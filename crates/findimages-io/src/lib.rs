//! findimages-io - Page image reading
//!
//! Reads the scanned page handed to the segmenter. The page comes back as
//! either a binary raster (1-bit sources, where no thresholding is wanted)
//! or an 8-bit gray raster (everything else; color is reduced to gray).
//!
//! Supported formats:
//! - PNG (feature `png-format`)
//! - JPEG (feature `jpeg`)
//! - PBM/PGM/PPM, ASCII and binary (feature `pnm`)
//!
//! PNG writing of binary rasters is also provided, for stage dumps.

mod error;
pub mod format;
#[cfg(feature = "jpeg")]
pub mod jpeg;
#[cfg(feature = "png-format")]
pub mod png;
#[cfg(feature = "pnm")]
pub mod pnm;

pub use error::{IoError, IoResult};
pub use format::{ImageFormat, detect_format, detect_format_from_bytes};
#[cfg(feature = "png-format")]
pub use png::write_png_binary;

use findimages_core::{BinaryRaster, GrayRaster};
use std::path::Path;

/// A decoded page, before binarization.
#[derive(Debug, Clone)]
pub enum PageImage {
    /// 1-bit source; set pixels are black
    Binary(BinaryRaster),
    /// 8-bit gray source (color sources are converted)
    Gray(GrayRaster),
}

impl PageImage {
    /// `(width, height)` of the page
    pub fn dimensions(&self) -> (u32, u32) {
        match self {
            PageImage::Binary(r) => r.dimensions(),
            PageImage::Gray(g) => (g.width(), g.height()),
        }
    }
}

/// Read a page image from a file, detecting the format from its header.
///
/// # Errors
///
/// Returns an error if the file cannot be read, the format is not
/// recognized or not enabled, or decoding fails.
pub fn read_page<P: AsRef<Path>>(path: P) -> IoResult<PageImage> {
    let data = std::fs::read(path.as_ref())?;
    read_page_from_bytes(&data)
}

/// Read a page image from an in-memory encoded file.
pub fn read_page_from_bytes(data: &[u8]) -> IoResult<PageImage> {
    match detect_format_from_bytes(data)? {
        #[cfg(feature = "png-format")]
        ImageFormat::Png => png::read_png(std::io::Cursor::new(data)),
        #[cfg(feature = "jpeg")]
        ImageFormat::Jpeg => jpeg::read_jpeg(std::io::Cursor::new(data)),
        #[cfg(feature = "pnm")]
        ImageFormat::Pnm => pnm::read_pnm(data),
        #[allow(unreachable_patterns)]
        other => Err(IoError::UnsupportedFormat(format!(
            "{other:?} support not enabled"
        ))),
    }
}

┄┄┄┄┄┄

_TO DO_
Show every line of the listing that includes the word "self".

_TASK RESPONSE_
    pub fn dimensions(&self) -> (u32, u32) {
        match self {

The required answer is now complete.